DATA FOR THE TASK >>
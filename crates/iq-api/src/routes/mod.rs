//! API route definitions and router builder.

pub mod dictionaries;
pub mod health;
pub mod query;
pub mod rules;

use axum::Router;
use axum::routing::{get, post};
use tower_http::compression::CompressionLayer;
use tower_http::cors::{Any, CorsLayer};
use tower_http::trace::TraceLayer;

use crate::state::AppState;

/// Build the Axum router with all routes and middleware.
pub fn build_router(state: AppState) -> Router {
    let cors = CorsLayer::new()
        .allow_origin(Any)
        .allow_methods(Any)
        .allow_headers(Any);

    let api = Router::new()
        // Resolution
        .route("/query", post(query::resolve))
        .route("/query/explain", post(query::explain))
        // Rules
        .route("/rules", get(rules::list_rules))
        .route("/rules/refresh", post(rules::refresh_rules))
        .route("/rules/{id}", get(rules::get_rule))
        // Dictionaries
        .route(
            "/dictionaries/refresh",
            post(dictionaries::refresh_dictionaries),
        );

    Router::new()
        .route("/health", get(health::health))
        .nest("/api/v1", api)
        .layer(TraceLayer::new_for_http())
        .layer(CompressionLayer::new())
        .layer(cors)
        .with_state(state)
}

#[cfg(test)]
mod tests {
    use super::*;
    use axum::body::Body;
    use axum::http::{Request, StatusCode};
    use http_body_util::BodyExt;
    use tower::ServiceExt;

    fn app() -> Router {
        build_router(AppState::with_sample_data())
    }

    async fn post_json(app: Router, uri: &str, body: serde_json::Value) -> (StatusCode, serde_json::Value) {
        let response = app
            .oneshot(
                Request::post(uri)
                    .header("content-type", "application/json")
                    .body(Body::from(serde_json::to_vec(&body).unwrap()))
                    .unwrap(),
            )
            .await
            .unwrap();
        let status = response.status();
        let body = response.into_body().collect().await.unwrap().to_bytes();
        (status, serde_json::from_slice(&body).unwrap_or_default())
    }

    async fn get_json(app: Router, uri: &str) -> (StatusCode, serde_json::Value) {
        let response = app
            .oneshot(Request::get(uri).body(Body::empty()).unwrap())
            .await
            .unwrap();
        let status = response.status();
        let body = response.into_body().collect().await.unwrap().to_bytes();
        (status, serde_json::from_slice(&body).unwrap_or_default())
    }

    #[tokio::test]
    async fn health_returns_ok() {
        let (status, json) = get_json(app(), "/health").await;
        assert_eq!(status, StatusCode::OK);
        assert_eq!(json["status"], "ok");
        assert!(json["rules"]["active"].as_u64().unwrap() > 0);
        assert_eq!(json["database"], false);
    }

    #[tokio::test]
    async fn query_supplier_inventory() {
        let (status, json) = post_json(
            app(),
            "/api/v1/query",
            serde_json::json!({"queryText": "查询聚龙供应商的库存"}),
        )
        .await;

        assert_eq!(status, StatusCode::OK);
        assert_eq!(json["success"], true);
        assert_eq!(json["matchedRuleName"], "供应商库存查询");
        assert_eq!(json["rowCount"], 3);
        assert_eq!(json["parameters"]["supplier"]["rawText"], "聚龙");
        assert!(json["summaryCards"].as_array().unwrap().len() >= 5);
    }

    #[tokio::test]
    async fn query_accepts_snake_case_field() {
        let (status, json) = post_json(
            app(),
            "/api/v1/query",
            serde_json::json!({"query_text": "目前有哪些风险库存？"}),
        )
        .await;
        assert_eq!(status, StatusCode::OK);
        assert_eq!(json["matchedRuleName"], "风险库存查询");
    }

    #[tokio::test]
    async fn empty_query_is_bad_request() {
        let (status, json) =
            post_json(app(), "/api/v1/query", serde_json::json!({"queryText": "   "})).await;
        assert_eq!(status, StatusCode::BAD_REQUEST);
        assert_eq!(json["status"], 400);
    }

    #[tokio::test]
    async fn unmatched_query_uses_fallback() {
        let (status, json) = post_json(
            app(),
            "/api/v1/query",
            serde_json::json!({"queryText": "asdkjalksd"}),
        )
        .await;
        assert_eq!(status, StatusCode::OK);
        assert_eq!(json["fallback"], true);
        assert_eq!(json["matchedRuleName"], "通用库存查询");
        assert!(json["narrative"].as_str().unwrap().contains("fallback"));
    }

    #[tokio::test]
    async fn explain_reports_sql_without_values() {
        let (status, json) = post_json(
            app(),
            "/api/v1/query/explain",
            serde_json::json!({"queryText": "查询聚龙供应商的库存"}),
        )
        .await;
        assert_eq!(status, StatusCode::OK);
        assert_eq!(json["selectedRule"], "供应商库存查询");
        assert_eq!(json["paramNames"], serde_json::json!(["supplier"]));
        let sql = json["sql"].as_str().unwrap();
        assert!(sql.contains("$1"));
        assert!(!sql.contains("聚龙"));
    }

    #[tokio::test]
    async fn list_rules_includes_inactive() {
        let (status, json) = get_json(app(), "/api/v1/rules").await;
        assert_eq!(status, StatusCode::OK);
        let rules = json["rules"].as_array().unwrap();
        assert!(rules.iter().any(|r| r["status"] == "inactive"));
        assert!(json["rejected"].as_array().unwrap().is_empty());
    }

    #[tokio::test]
    async fn get_rule_by_id_and_name() {
        let (status, json) = get_json(app(), "/api/v1/rules/inventory-risk").await;
        assert_eq!(status, StatusCode::OK);
        assert_eq!(json["name"], "风险库存查询");

        let uri = format!(
            "/api/v1/rules/{}",
            "%E9%A3%8E%E9%99%A9%E5%BA%93%E5%AD%98%E6%9F%A5%E8%AF%A2"
        );
        let (status, json) = get_json(app(), &uri).await;
        assert_eq!(status, StatusCode::OK);
        assert_eq!(json["id"], "inventory-risk");
    }

    #[tokio::test]
    async fn get_rule_not_found() {
        let (status, _) = get_json(app(), "/api/v1/rules/nonexistent").await;
        assert_eq!(status, StatusCode::NOT_FOUND);
    }

    #[tokio::test]
    async fn refresh_rules_returns_report() {
        let (status, json) = post_json(app(), "/api/v1/rules/refresh", serde_json::json!({})).await;
        assert_eq!(status, StatusCode::OK);
        assert_eq!(json["source"], "mock");
        assert_eq!(json["rejected"], serde_json::json!([]));
    }

    #[tokio::test]
    async fn refresh_dictionaries_returns_counts() {
        let (status, json) =
            post_json(app(), "/api/v1/dictionaries/refresh", serde_json::json!({})).await;
        assert_eq!(status, StatusCode::OK);
        assert_eq!(json["suppliers"], 6);
        assert!(json["refreshed_at"].is_string());
    }
}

DIRECTIONS >> The data should be transcribed exactly, line for line.

ANSWER AREA >>
filename crates/iq-api/src/routes/mod.rs
//! API route definitions and router builder.

pub mod dictionaries;
pub mod health;
pub mod query;
pub mod rules;

use axum::Router;
use axum::routing::{get, post};
use tower_http::compression::CompressionLayer;
use tower_http::cors::{Any, CorsLayer};
use tower_http::trace::TraceLayer;

use crate::state::AppState;

/// Build the Axum router with all routes and middleware.
pub fn build_router(state: AppState) -> Router {
    let cors = CorsLayer::new()
        .allow_origin(Any)
        .allow_methods(Any)
        .allow_headers(Any);

    let api = Router::new()
        // Resolution
        .route("/query", post(query::resolve))
        .route("/query/explain", post(query::explain))
        // Rules
        .route("/rules", get(rules::list_rules))
        .route("/rules/refresh", post(rules::refresh_rules))
        .route("/rules/{id}", get(rules::get_rule))
        // Dictionaries
        .route(
            "/dictionaries/refresh",
            post(dictionaries::refresh_dictionaries),
        );

    Router::new()
        .route("/health", get(health::health))
        .nest("/api/v1", api)
        .layer(TraceLayer::new_for_http())
        .layer(CompressionLayer::new())
        .layer(cors)
        .with_state(state)
}

#[cfg(test)]
mod tests {
    use super::*;
    use axum::body::Body;
    use axum::http::{Request, StatusCode};
    use http_body_util::BodyExt;
    use tower::ServiceExt;

    fn app() -> Router {
        build_router(AppState::with_sample_data())
    }

    async fn post_json(app: Router, uri: &str, body: serde_json::Value) -> (StatusCode, serde_json::Value) {
        let response = app
            .oneshot(
                Request::post(uri)
                    .header("content-type", "application/json")
                    .body(Body::from(serde_json::to_vec(&body).unwrap()))
                    .unwrap(),
            )
            .await
            .unwrap();
        let status = response.status();
        let body = response.into_body().collect().await.unwrap().to_bytes();
        (status, serde_json::from_slice(&body).unwrap_or_default())
    }

    async fn get_json(app: Router, uri: &str) -> (StatusCode, serde_json::Value) {
        let response = app
            .oneshot(Request::get(uri).body(Body::empty()).unwrap())
            .await
            .unwrap();
        let status = response.status();
        let body = response.into_body().collect().await.unwrap().to_bytes();
        (status, serde_json::from_slice(&body).unwrap_or_default())
    }

    #[tokio::test]
    async fn health_returns_ok() {
        let (status, json) = get_json(app(), "/health").await;
        assert_eq!(status, StatusCode::OK);
        assert_eq!(json["status"], "ok");
        assert!(json["rules"]["active"].as_u64().unwrap() > 0);
        assert_eq!(json["database"], false);
    }

    #[tokio::test]
    async fn query_supplier_inventory() {
        let (status, json) = post_json(
            app(),
            "/api/v1/query",
            serde_json::json!({"queryText": "查询聚龙供应商的库存"}),
        )
        .await;

        assert_eq!(status, StatusCode::OK);
        assert_eq!(json["success"], true);
        assert_eq!(json["matchedRuleName"], "供应商库存查询");
        assert_eq!(json["rowCount"], 3);
        assert_eq!(json["parameters"]["supplier"]["rawText"], "聚龙");
        assert!(json["summaryCards"].as_array().unwrap().len() >= 5);
    }

    #[tokio::test]
    async fn query_accepts_snake_case_field() {
        let (status, json) = post_json(
            app(),
            "/api/v1/query",
            serde_json::json!({"query_text": "目前有哪些风险库存？"}),
        )
        .await;
        assert_eq!(status, StatusCode::OK);
        assert_eq!(json["matchedRuleName"], "风险库存查询");
    }

    #[tokio::test]
    async fn empty_query_is_bad_request() {
        let (status, json) =
            post_json(app(), "/api/v1/query", serde_json::json!({"queryText": "   "})).await;
        assert_eq!(status, StatusCode::BAD_REQUEST);
        assert_eq!(json["status"], 400);
    }

    #[tokio::test]
    async fn unmatched_query_uses_fallback() {
        let (status, json) = post_json(
            app(),
            "/api/v1/query",
            serde_json::json!({"queryText": "asdkjalksd"}),
        )
        .await;
        assert_eq!(status, StatusCode::OK);
        assert_eq!(json["fallback"], true);
        assert_eq!(json["matchedRuleName"], "通用库存查询");
        assert!(json["narrative"].as_str().unwrap().contains("fallback"));
    }

    #[tokio::test]
    async fn explain_reports_sql_without_values() {
        let (status, json) = post_json(
            app(),
            "/api/v1/query/explain",
            serde_json::json!({"queryText": "查询聚龙供应商的库存"}),
        )
        .await;
        assert_eq!(status, StatusCode::OK);
        assert_eq!(json["selectedRule"], "供应商库存查询");
        assert_eq!(json["paramNames"], serde_json::json!(["supplier"]));
        let sql = json["sql"].as_str().unwrap();
        assert!(sql.contains("$1"));
        assert!(!sql.contains("聚龙"));
    }

    #[tokio::test]
    async fn list_rules_includes_inactive() {
        let (status, json) = get_json(app(), "/api/v1/rules").await;
        assert_eq!(status, StatusCode::OK);
        let rules = json["rules"].as_array().unwrap();
        assert!(rules.iter().any(|r| r["status"] == "inactive"));
        assert!(json["rejected"].as_array().unwrap().is_empty());
    }

    #[tokio::test]
    async fn get_rule_by_id_and_name() {
        let (status, json) = get_json(app(), "/api/v1/rules/inventory-risk").await;
        assert_eq!(status, StatusCode::OK);
        assert_eq!(json["name"], "风险库存查询");

        let uri = format!(
            "/api/v1/rules/{}",
            "%E9%A3%8E%E9%99%A9%E5%BA%93%E5%AD%98%E6%9F%A5%E8%AF%A2"
        );
        let (status, json) = get_json(app(), &uri).await;
        assert_eq!(status, StatusCode::OK);
        assert_eq!(json["id"], "inventory-risk");
    }

    #[tokio::test]
    async fn get_rule_not_found() {
        let (status, _) = get_json(app(), "/api/v1/rules/nonexistent").await;
        assert_eq!(status, StatusCode::NOT_FOUND);
    }

    #[tokio::test]
    async fn refresh_rules_returns_report() {
        let (status, json) = post_json(app(), "/api/v1/rules/refresh", serde_json::json!({})).await;
        assert_eq!(status, StatusCode::OK);
        assert_eq!(json["source"], "mock");
        assert_eq!(json["rejected"], serde_json::json!([]));
    }

    #[tokio::test]
    async fn refresh_dictionaries_returns_counts() {
        let (status, json) =
            post_json(app(), "/api/v1/dictionaries/refresh", serde_json::json!({})).await;
        assert_eq!(status, StatusCode::OK);
        assert_eq!(json["suppliers"], 6);
        assert!(json["refreshed_at"].is_string());
    }
}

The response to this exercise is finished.